Personal information
- Full name: Lais Estevam Ribeiro Carvalho
- Date of birth: 26 November 2000 (age 24)
- Place of birth: São Paulo, Brazil
- Height: 1.69 m (5 ft 7 in)
- Position(s): Attacking midfielder

Team information
- Current team: Palmeiras
- Number: 26

Youth career
- Portuguesa
- 2014–2018: Tiger Academia

Senior career*
- Years: Team / Apps / (Gls)
- 2018–2019: Lviv
- 2020: AD Taubaté [pt]
- 2021–2022: Grêmio / 23 / (9)
- 2023–: Palmeiras / 18 / (4)

= Lais Estevam =

Brazilian footballer

Lais Estevam Ribeiro Carvalho (born 26 November 2000), known as Lais Estevam or just Lais, is a Brazilian professional footballer who plays for Palmeiras.
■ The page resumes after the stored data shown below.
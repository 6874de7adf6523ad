use chrono::{DateTime, Utc};
use serde::{Deserialize, Serialize};
use uuid::Uuid;

use geom::LonLat;

#[derive(Clone, Copy, Debug, PartialEq, Eq, PartialOrd, Ord, Hash, Serialize, Deserialize)]
pub struct UserID(pub u64);

#[derive(Clone, Debug, Serialize, Deserialize)]
pub struct UserAccount {
    pub id: UserID,
    pub name: String,
    pub pw_salt: String,
    pub pw_hash: String,
}

#[derive(Clone, Debug, Serialize, Deserialize)]
pub struct Session {
    pub token: Uuid,
    pub user: UserID,
    pub expiry: DateTime<Utc>,
}

/// Phases only ever advance, in declaration order. `Invalid` is a sink for lobbies that broke.
#[derive(Clone, Copy, Debug, PartialEq, Eq, PartialOrd, Ord, Serialize, Deserialize)]
pub enum GamePhase {
    BeforeStart,
    Run,
    LocationNarrowing,
    Endgame,
    Finished,
    Invalid,
}

#[derive(Clone, Copy, Debug, PartialEq, Serialize, Deserialize)]
pub enum Role {
    Hider,
    Seeker,
}

/// An armed thermometer: where the seeker started, and how far they promised to move before
/// reading it.
#[derive(Clone, Debug, Serialize, Deserialize)]
pub struct Thermometer {
    pub start: LonLat,
    pub distance_meters: f64,
}

#[derive(Clone, Copy, Debug, PartialEq, Serialize, Deserialize)]
pub enum CardKind {
    TimeBonus,
    Curse,
}

#[derive(Clone, Debug, Serialize, Deserialize)]
#[serde(rename_all = "camelCase")]
pub struct Card {
    pub title: String,
    pub description: String,
    pub kind: CardKind,
    /// Extra time added to the end-of-run countdown, in seconds.
    pub bonus_secs: u64,
    /// How long a curse stays in force once activated, in seconds. Zero means no limit.
    pub expiration_secs: u64,
    pub activated: Option<DateTime<Utc>>,
}

#[derive(Clone, Debug, Serialize, Deserialize)]
#[serde(rename_all = "camelCase")]
pub struct CurrentDraw {
    pub cards: Vec<Card>,
    pub to_pick: u32,
}

impl CurrentDraw {
    pub fn empty() -> CurrentDraw {
        CurrentDraw {
            cards: Vec::new(),
            to_pick: 0,
        }
    }
}

#[derive(Clone, Debug, Serialize, Deserialize)]
#[serde(rename_all = "camelCase")]
pub struct DrawOpportunity {
    #[serde(rename = "drawID")]
    pub draw_id: u64,
    pub cards_to_draw: u32,
    pub cards_to_pick: u32,
}

#[derive(Clone, Debug, Serialize, Deserialize)]
pub struct HistoryItem {
    pub title: String,
    pub description: String,
}

#[derive(Clone, Debug, Serialize, Deserialize)]
pub struct Lobby {
    pub code: String,
    pub creator: UserID,
    pub hider: Option<UserID>,
    pub seeker: Option<UserID>,
    pub phase: GamePhase,
    pub hider_ready: bool,
    pub seeker_ready: bool,
    pub run_start: Option<DateTime<Utc>>,
    pub hider_pt: Option<LonLat>,
    pub seeker_pt: Option<LonLat>,
    pub zone_center: Option<LonLat>,
    pub thermometer: Option<Thermometer>,
    /// The accumulated exclusion mask, as serialized GeoJSON.
    pub mask: String,
    pub remaining_cards: Vec<Card>,
    pub hider_deck: Vec<Card>,
    pub current_draw: Option<CurrentDraw>,
    pub draw_opportunities: Vec<DrawOpportunity>,
    pub history: Vec<HistoryItem>,
}

impl Lobby {
    pub fn new(code: String, creator: UserID, mask: String) -> Lobby {
        Lobby {
            code,
            creator,
            hider: None,
            seeker: None,
            phase: GamePhase::BeforeStart,
            hider_ready: false,
            seeker_ready: false,
            run_start: None,
            hider_pt: None,
            seeker_pt: None,
            zone_center: None,
            thermometer: None,
            mask,
            remaining_cards: Vec::new(),
            hider_deck: Vec::new(),
            current_draw: None,
            draw_opportunities: Vec::new(),
            history: Vec::new(),
        }
    }

    pub fn role_of(&self, user: UserID) -> Option<Role> {
        if self.hider == Some(user) {
            Some(Role::Hider)
        } else if self.seeker == Some(user) {
            Some(Role::Seeker)
        } else {
            None
        }
    }

    /// Phases never regress.
    pub fn advance(&mut self, to: GamePhase) {
        if to < self.phase {
            warn!(
                "lobby {} refusing to regress from {:?} to {:?}",
                self.code, self.phase, to
            );
            return;
        }
        self.phase = to;
    }

    pub fn record(&mut self, title: &str, description: String) {
        self.history.push(HistoryItem {
            title: title.to_string(),
            description,
        });
    }
}
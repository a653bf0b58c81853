//! Global merge of per-brand datasets
//!
//! Concatenates every brand dataset in the output directory into one global
//! file carrying only the title/categorie/link columns. The global file is
//! fully rewritten on every run and excludes itself from enumeration, so
//! merging after a previous merge is safe and idempotent.

use crate::dataset::DATASET_EXTENSION;
use crate::Result;
use std::fs::File;
use std::path::{Path, PathBuf};

/// File name of the merged global dataset
pub const GLOBAL_DATASET_NAME: &str = "extract.tab";

/// Columns of the global dataset
const GLOBAL_COLUMNS: [&str; 3] = ["title", "categorie", "link"];

/// Merges all brand datasets in `output_dir` into the global dataset
///
/// Every `.tab` file except the global file itself contributes its rows,
/// header excluded, projected onto the three global columns. Row order
/// within a brand file is preserved; brand files are visited in directory
/// enumeration order.
///
/// Returns the path of the global dataset.
pub fn merge_datasets(output_dir: &Path) -> Result<PathBuf> {
    let global_path = output_dir.join(GLOBAL_DATASET_NAME);

    let mut brand_files = Vec::new();
    for entry in std::fs::read_dir(output_dir)? {
        let path = entry?.path();
        if path.extension().and_then(|ext| ext.to_str()) != Some(DATASET_EXTENSION) {
            continue;
        }
        if path.file_name().and_then(|name| name.to_str()) == Some(GLOBAL_DATASET_NAME) {
            continue;
        }
        brand_files.push(path);
    }

    let file = File::create(&global_path)?;
    let mut writer = csv::WriterBuilder::new().delimiter(b'\t').from_writer(file);
    writer.write_record(GLOBAL_COLUMNS)?;

    let mut total_rows = 0usize;
    for brand_file in &brand_files {
        let file = File::open(brand_file)?;
        let mut reader = csv::ReaderBuilder::new().delimiter(b'\t').from_reader(file);

        for row in reader.records() {
            let row = row?;
            let projected: Vec<&str> = (0..GLOBAL_COLUMNS.len())
                .map(|i| row.get(i).unwrap_or(""))
                .collect();
            writer.write_record(&projected)?;
            total_rows += 1;
        }
    }

    writer.flush()?;
    tracing::info!(
        "Merged {} brand datasets ({} rows) into {}",
        brand_files.len(),
        total_rows,
        global_path.display()
    );

    Ok(global_path)
}

#[cfg(test)]
mod tests {
    use super::*;
    use crate::dataset::{write_dataset, ListingRecord};

    fn record(title: &str, link: &str) -> ListingRecord {
        ListingRecord {
            title: title.to_string(),
            categorie: "Tractor".to_string(),
            link: link.to_string(),
            price: "9 000 €".to_string(),
            mileage: "100 000 km".to_string(),
        }
    }

    #[test]
    fn test_merge_projects_to_three_columns() {
        let dir = tempfile::tempdir().unwrap();
        write_dataset(
            &dir.path().join("renault.tab"),
            &[record("T1", "L1"), record("T2", "L2")],
        )
        .unwrap();

        let global = merge_datasets(dir.path()).unwrap();
        let content = std::fs::read_to_string(&global).unwrap();

        let mut lines = content.lines();
        assert_eq!(lines.next(), Some("title\tcategorie\tlink"));
        assert_eq!(lines.next(), Some("T1\tTractor\tL1"));
        assert_eq!(lines.next(), Some("T2\tTractor\tL2"));
        assert_eq!(lines.next(), None);
    }

    #[test]
    fn test_merge_excludes_global_file_on_rerun() {
        let dir = tempfile::tempdir().unwrap();
        write_dataset(&dir.path().join("volvo.tab"), &[record("T1", "L1")]).unwrap();

        merge_datasets(dir.path()).unwrap();
        let first = std::fs::read_to_string(dir.path().join(GLOBAL_DATASET_NAME)).unwrap();

        merge_datasets(dir.path()).unwrap();
        let second = std::fs::read_to_string(dir.path().join(GLOBAL_DATASET_NAME)).unwrap();

        assert_eq!(first, second);
    }

    #[test]
    fn test_merge_collects_all_brands() {
        let dir = tempfile::tempdir().unwrap();
        write_dataset(&dir.path().join("a.tab"), &[record("TA", "LA")]).unwrap();
        write_dataset(&dir.path().join("b.tab"), &[record("TB", "LB")]).unwrap();

        let global = merge_datasets(dir.path()).unwrap();
        let content = std::fs::read_to_string(&global).unwrap();

        // Cross-brand order is enumeration order, so assert membership only
        assert!(content.contains("TA\tTractor\tLA"));
        assert!(content.contains("TB\tTractor\tLB"));
        assert_eq!(content.lines().count(), 3);
    }

    #[test]
    fn test_merge_ignores_other_extensions() {
        let dir = tempfile::tempdir().unwrap();
        write_dataset(&dir.path().join("a.tab"), &[record("TA", "LA")]).unwrap();
        std::fs::write(dir.path().join("notes.txt"), "not a dataset").unwrap();

        let global = merge_datasets(dir.path()).unwrap();
        let content = std::fs::read_to_string(&global).unwrap();
        assert_eq!(content.lines().count(), 2);
    }

    #[test]
    fn test_merge_empty_directory_yields_header_only() {
        let dir = tempfile::tempdir().unwrap();
        let global = merge_datasets(dir.path()).unwrap();
        let content = std::fs::read_to_string(&global).unwrap();
        assert_eq!(content.trim_end(), "title\tcategorie\tlink");
    }
}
Mainly an attacking midfielder, she can also play as a forward.

==Club career==
Born in São Paulo, Lais began her career with Portuguesa and played for Tiger Academia before moving to Ukraine in 2018, with FC Lviv. In January 2020, she returned to her home country after being announced at AD Taubaté.

On 5 February 2021, Lais signed for Grêmio. She helped her side to win the 2022 Campeonato Gaúcho, before joining Palmeiras on 11 January 2023.

==International career==
On 15 March 2024, Lais was called up to the Brazil national team by coach Arthur Elias for the 2024 SheBelieves Cup.